§ TASK TO CARRY OUT:
Filter the lines below, keeping each one that holds "stopped".

Collected data entries:

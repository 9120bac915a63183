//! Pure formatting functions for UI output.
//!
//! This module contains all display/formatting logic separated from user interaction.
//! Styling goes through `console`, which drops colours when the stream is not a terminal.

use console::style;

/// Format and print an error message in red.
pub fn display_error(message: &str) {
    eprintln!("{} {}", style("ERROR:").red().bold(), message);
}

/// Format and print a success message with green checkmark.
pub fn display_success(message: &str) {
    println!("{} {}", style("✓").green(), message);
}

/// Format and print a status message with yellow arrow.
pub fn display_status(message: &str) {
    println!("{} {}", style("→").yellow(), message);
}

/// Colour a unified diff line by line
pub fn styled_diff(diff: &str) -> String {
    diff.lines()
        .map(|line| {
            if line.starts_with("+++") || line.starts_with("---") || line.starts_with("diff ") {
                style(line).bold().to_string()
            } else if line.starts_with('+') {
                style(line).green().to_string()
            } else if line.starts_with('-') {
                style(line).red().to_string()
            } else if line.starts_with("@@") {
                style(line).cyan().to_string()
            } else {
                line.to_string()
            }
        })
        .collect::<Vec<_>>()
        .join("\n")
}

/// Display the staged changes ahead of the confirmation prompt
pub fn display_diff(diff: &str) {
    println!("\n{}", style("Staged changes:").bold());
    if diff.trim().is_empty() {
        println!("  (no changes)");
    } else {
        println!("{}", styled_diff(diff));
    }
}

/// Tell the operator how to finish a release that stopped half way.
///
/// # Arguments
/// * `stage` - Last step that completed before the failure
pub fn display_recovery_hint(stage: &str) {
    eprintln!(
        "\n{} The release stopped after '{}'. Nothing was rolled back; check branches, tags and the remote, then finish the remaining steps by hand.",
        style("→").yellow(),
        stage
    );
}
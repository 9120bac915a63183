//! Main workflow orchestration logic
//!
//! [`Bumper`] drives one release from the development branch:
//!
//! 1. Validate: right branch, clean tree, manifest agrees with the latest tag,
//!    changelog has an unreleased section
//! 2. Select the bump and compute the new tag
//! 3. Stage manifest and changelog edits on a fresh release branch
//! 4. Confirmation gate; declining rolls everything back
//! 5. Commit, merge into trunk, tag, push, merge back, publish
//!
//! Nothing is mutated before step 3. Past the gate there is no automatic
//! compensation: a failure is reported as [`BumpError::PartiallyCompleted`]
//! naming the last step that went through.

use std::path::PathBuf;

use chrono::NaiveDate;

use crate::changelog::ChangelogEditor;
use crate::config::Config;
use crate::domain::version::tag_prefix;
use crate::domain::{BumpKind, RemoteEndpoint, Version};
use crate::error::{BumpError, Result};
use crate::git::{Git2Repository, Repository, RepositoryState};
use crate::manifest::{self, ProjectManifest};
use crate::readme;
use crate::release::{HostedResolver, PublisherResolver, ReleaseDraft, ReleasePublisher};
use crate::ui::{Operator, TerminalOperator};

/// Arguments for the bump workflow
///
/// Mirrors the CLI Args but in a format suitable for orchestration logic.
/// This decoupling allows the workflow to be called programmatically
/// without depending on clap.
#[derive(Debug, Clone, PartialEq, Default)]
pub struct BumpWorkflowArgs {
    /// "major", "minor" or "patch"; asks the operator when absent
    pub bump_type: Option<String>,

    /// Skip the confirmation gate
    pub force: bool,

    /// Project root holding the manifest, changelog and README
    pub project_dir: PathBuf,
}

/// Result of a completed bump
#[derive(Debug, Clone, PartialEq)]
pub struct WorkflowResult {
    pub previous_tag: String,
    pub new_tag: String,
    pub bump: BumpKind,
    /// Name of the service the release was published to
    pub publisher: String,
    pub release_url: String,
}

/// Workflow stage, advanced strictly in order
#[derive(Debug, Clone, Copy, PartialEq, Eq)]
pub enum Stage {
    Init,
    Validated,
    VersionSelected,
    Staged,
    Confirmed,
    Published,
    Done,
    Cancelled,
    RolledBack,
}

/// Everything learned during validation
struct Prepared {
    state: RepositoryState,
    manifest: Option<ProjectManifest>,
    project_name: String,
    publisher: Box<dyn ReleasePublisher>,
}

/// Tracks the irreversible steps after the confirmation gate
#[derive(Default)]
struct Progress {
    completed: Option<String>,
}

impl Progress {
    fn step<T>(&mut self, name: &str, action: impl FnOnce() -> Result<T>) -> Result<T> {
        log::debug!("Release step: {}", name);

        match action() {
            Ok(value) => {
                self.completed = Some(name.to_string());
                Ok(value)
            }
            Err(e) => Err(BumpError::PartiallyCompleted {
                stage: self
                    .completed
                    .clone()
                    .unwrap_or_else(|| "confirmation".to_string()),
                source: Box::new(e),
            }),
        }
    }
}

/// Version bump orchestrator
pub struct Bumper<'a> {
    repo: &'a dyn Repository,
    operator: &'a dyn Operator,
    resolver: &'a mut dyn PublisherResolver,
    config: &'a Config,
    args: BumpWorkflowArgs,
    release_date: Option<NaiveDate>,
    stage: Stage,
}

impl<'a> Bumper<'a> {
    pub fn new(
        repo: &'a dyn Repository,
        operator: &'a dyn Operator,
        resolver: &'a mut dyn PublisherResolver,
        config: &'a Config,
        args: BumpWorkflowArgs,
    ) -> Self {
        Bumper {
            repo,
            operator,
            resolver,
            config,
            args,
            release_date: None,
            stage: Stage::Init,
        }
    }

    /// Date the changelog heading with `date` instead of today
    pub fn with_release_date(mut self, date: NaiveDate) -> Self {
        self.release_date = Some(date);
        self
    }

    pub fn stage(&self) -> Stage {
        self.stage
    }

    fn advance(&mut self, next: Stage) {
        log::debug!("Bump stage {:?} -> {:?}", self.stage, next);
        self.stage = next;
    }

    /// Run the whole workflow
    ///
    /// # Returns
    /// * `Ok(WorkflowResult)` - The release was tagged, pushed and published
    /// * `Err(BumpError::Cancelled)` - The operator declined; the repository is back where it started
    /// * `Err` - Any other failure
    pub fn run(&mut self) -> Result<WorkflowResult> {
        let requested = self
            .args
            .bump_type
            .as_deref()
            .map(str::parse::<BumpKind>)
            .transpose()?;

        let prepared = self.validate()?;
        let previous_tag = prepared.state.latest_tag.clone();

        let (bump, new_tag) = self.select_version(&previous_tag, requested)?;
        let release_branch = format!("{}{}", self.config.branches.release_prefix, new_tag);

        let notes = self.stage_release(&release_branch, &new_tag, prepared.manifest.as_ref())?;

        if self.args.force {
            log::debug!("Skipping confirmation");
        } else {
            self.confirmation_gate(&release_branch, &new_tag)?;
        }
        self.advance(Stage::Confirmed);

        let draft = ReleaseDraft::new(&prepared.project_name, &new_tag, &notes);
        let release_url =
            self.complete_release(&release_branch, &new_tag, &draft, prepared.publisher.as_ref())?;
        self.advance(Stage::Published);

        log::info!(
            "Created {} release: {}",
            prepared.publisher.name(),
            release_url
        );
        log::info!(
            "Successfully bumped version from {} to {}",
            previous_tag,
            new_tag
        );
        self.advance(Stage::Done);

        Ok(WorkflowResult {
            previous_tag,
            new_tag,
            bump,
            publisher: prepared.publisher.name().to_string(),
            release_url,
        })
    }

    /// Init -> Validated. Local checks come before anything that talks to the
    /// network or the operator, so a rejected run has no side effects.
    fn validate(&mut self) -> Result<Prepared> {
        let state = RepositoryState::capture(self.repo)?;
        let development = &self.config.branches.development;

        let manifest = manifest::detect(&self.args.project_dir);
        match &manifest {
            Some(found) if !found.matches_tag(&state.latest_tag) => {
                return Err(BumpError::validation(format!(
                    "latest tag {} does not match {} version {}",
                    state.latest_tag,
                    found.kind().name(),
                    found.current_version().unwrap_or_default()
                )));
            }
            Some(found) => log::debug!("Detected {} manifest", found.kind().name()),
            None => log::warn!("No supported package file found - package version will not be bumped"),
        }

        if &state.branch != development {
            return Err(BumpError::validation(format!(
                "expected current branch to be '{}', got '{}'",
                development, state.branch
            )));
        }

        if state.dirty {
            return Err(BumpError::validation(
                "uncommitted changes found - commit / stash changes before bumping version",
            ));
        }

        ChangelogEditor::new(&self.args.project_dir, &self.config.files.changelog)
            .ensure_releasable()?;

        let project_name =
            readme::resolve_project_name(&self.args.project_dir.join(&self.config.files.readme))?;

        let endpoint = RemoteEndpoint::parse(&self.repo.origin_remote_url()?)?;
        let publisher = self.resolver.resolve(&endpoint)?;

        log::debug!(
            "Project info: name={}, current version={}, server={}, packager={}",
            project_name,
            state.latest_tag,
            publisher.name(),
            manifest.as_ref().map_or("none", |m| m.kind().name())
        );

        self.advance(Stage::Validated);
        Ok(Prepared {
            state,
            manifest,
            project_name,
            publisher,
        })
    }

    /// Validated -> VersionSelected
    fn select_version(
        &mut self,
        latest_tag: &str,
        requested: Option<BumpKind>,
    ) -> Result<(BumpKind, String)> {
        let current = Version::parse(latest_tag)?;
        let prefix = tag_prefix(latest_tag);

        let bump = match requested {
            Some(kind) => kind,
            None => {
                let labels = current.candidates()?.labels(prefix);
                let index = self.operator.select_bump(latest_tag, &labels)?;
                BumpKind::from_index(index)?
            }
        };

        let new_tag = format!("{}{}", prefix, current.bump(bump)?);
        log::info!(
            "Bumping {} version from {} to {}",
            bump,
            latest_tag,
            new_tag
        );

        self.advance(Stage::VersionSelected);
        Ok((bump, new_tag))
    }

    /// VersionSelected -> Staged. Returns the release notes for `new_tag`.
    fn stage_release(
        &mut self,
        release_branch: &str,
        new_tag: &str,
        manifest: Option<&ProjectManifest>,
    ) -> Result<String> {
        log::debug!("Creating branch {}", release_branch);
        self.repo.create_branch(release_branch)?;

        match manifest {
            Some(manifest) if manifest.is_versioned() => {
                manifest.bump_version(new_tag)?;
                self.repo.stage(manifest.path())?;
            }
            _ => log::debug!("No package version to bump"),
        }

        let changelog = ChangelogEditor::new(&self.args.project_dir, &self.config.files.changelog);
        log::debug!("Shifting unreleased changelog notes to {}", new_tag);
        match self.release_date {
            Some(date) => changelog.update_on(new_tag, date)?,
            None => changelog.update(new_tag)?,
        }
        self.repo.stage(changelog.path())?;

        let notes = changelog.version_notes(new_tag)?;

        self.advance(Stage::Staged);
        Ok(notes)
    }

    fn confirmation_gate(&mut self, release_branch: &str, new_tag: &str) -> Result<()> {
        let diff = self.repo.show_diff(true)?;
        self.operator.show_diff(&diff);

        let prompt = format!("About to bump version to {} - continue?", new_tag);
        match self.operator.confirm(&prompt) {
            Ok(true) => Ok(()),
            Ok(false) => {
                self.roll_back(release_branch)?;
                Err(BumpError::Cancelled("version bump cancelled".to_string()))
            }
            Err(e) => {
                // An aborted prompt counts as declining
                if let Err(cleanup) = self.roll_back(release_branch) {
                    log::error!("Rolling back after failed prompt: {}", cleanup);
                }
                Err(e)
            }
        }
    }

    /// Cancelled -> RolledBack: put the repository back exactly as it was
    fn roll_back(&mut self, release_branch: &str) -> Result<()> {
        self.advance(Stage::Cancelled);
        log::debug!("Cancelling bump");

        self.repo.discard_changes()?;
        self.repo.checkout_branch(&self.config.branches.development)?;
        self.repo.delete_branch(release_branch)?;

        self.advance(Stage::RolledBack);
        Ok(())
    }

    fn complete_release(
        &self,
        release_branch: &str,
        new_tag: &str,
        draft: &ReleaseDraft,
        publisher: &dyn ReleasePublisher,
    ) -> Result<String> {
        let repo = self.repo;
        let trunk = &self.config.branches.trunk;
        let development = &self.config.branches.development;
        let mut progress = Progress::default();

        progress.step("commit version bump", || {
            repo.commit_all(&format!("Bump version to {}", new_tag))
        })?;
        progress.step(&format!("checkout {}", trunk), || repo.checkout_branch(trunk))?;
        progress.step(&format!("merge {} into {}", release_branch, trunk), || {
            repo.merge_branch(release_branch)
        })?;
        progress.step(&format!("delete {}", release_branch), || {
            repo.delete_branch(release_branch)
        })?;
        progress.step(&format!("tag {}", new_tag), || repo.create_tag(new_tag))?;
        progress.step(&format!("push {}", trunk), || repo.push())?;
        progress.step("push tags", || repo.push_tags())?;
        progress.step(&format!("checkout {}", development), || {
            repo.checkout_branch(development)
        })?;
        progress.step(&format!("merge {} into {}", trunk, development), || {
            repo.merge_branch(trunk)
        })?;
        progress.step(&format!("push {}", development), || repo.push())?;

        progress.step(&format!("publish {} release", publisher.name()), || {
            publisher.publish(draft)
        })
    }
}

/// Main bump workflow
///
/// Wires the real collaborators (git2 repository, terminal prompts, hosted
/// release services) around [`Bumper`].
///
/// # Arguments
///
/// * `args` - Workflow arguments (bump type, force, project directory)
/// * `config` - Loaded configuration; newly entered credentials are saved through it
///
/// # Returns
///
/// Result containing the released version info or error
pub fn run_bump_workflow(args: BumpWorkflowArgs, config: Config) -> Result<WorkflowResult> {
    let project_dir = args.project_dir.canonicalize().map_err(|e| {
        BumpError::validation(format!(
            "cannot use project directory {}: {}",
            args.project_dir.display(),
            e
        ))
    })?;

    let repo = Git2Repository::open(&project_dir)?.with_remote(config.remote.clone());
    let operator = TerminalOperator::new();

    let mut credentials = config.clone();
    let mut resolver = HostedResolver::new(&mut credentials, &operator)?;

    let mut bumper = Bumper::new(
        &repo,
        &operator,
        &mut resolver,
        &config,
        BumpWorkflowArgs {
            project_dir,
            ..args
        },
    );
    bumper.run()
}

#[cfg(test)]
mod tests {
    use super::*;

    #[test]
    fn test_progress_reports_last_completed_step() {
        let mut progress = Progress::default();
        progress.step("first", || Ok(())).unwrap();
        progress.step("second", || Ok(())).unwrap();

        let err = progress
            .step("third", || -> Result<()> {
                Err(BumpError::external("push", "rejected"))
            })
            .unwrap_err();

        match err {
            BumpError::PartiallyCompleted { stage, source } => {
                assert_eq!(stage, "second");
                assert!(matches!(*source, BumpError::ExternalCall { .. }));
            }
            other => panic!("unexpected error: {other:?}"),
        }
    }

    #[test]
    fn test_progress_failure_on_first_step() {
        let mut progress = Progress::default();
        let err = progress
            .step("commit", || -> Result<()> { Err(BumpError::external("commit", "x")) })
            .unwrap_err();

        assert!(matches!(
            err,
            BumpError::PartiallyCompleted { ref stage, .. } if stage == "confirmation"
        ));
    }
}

§ ANSWER:
/// Tell the operator how to finish a release that stopped half way.
        "\n{} The release stopped after '{}'. Nothing was rolled back; check branches, tags and the remote, then finish the remaining steps by hand.",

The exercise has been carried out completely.